People often include “losing weight” or “getting in better shape” in a list of New Year’s resolutions.  Companies may want to encourage their employees to achieve these goals, as research confirms “that work-related injuries are far more costly if an injured worker is obese.  In fact, a claim with an obese diagnosis can be 30 times to 60 times more expensive than a comparable claim incurred by a non-obese person.”  In addition, “there is a greater risk that injuries will create permanent disabilities if the injured worker is obese.”

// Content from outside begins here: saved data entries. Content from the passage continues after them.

use colored::Colorize;
use reconcile::{ApplyResult, ExecuteSummary, PlannedOp};

/// Print an info message
pub fn info(msg: &str) {
    println!("{} {}", "ℹ".blue(), msg);
}

/// Print a success message
pub fn success(msg: &str) {
    println!("{} {}", "✓".green(), msg);
}

/// Print a warning message
pub fn warn(msg: &str) {
    println!("{} {}", "⚠".yellow(), msg);
}

/// Print a dim/muted message
pub fn dim(msg: &str) {
    println!("  {}", msg.dimmed());
}

/// Print a header/title
pub fn header(title: &str) {
    println!();
    println!("{}", title.bold());
    println!("{}", "─".repeat(title.chars().count()).dimmed());
}

/// Print a section header
pub fn section(title: &str) {
    println!();
    println!("{}", title.cyan().bold());
}

/// Print a key-value pair
pub fn kv(key: &str, value: &str) {
    println!("  {}: {}", key.dimmed(), value);
}

// ============================================================================
// Apply output
// ============================================================================

/// One-line description of an op's outcome, uncolored.
pub fn describe_result(op: &PlannedOp, result: &ApplyResult) -> String {
    match result {
        ApplyResult::NoChange => format!("{op}: up to date"),
        ApplyResult::Created { id } => format!("{op}: created {id}"),
        ApplyResult::Modified { calls: 1 } => format!("{op}: updated (1 call)"),
        ApplyResult::Modified { calls } => format!("{op}: updated ({calls} calls)"),
        ApplyResult::Removed => format!("{op}: removed"),
        ApplyResult::Failed { error } => format!("{op}: {error}"),
        ApplyResult::Skipped { reason } => format!("{op}: skipped ({reason})"),
    }
}

/// Print one op's outcome with a status marker.
pub fn op_result(op: &PlannedOp, result: &ApplyResult) {
    let line = describe_result(op, result);
    match result {
        ApplyResult::Failed { .. } => println!("  {} {}", "✗".red(), line),
        ApplyResult::Skipped { .. } => println!("  {} {}", "○".dimmed(), line.dimmed()),
        ApplyResult::NoChange => println!("  {} {}", "✓".green(), line.dimmed()),
        _ => println!("  {} {}", "✓".green(), line),
    }
}

/// Print the totals of an apply run
pub fn summary(summary: &ExecuteSummary) {
    println!();
    if summary.is_success() {
        println!("  {} Document applied successfully!", "✓".green().bold());
    } else {
        println!("  {} Document applied with errors", "⚠".yellow().bold());
    }

    if summary.created > 0 {
        println!("    • {} objects created", summary.created);
    }
    if summary.modified > 0 {
        println!("    • {} objects modified", summary.modified);
    }
    if summary.removed > 0 {
        println!("    • {} objects removed", summary.removed);
    }
    if summary.unchanged > 0 {
        println!("    • {} objects unchanged", summary.unchanged);
    }
    if summary.skipped > 0 {
        println!("    • {} objects skipped", summary.skipped);
    }
    if summary.failed > 0 {
        println!("    • {} {} failed", summary.failed, "objects".red());
    }
}

// ============================================================================
// Tests
// ============================================================================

While few would put themselves into the “obese” category, for purposes of this study a person with a body mass index ≥ 30 were defined as obese.  In this country, obesity is growing at an alarming rate.  In 1990, 10 states had a prevalence of obesity less than 10%, and no states had a prevalence ≥ 15%.  By 1999, no state had a prevalence less than 10%, 18 states had a prevalence between 20%-24%, and no state had a prevalence ≥ 25%.  In 2009, only Colorado and the District of Columbia had a prevalence of obesity less than 20%.  33 states had a prevalence ≥ 25%, nine of which were ≥ 30%. 

Overweight workers also have a higher incidence of health problems.  The Centers for Disease Control “reports that being overweight or obese appears to increase the risk of incurring one or more diseases and adverse health conditions.”  Their list includes:

· Hypertension (high blood pressure)

· Dyslipidemia (high total cholesterol or high levels of triglycerides)

· Type 2 diabetes

· Coronary heart disease

· Stroke

· Osteoarthritis (degeneration of cartilage and its underlying bone within a joint)

· Gallbladder disease

· Sleep apnea and respiratory problems

· Some cancers (endometrial, breast and colon)

From www.insurancejournal.com/news/national/2010/12/31/116080.htm and from www.ncci.com/documents/obesity_research_brief.pdf.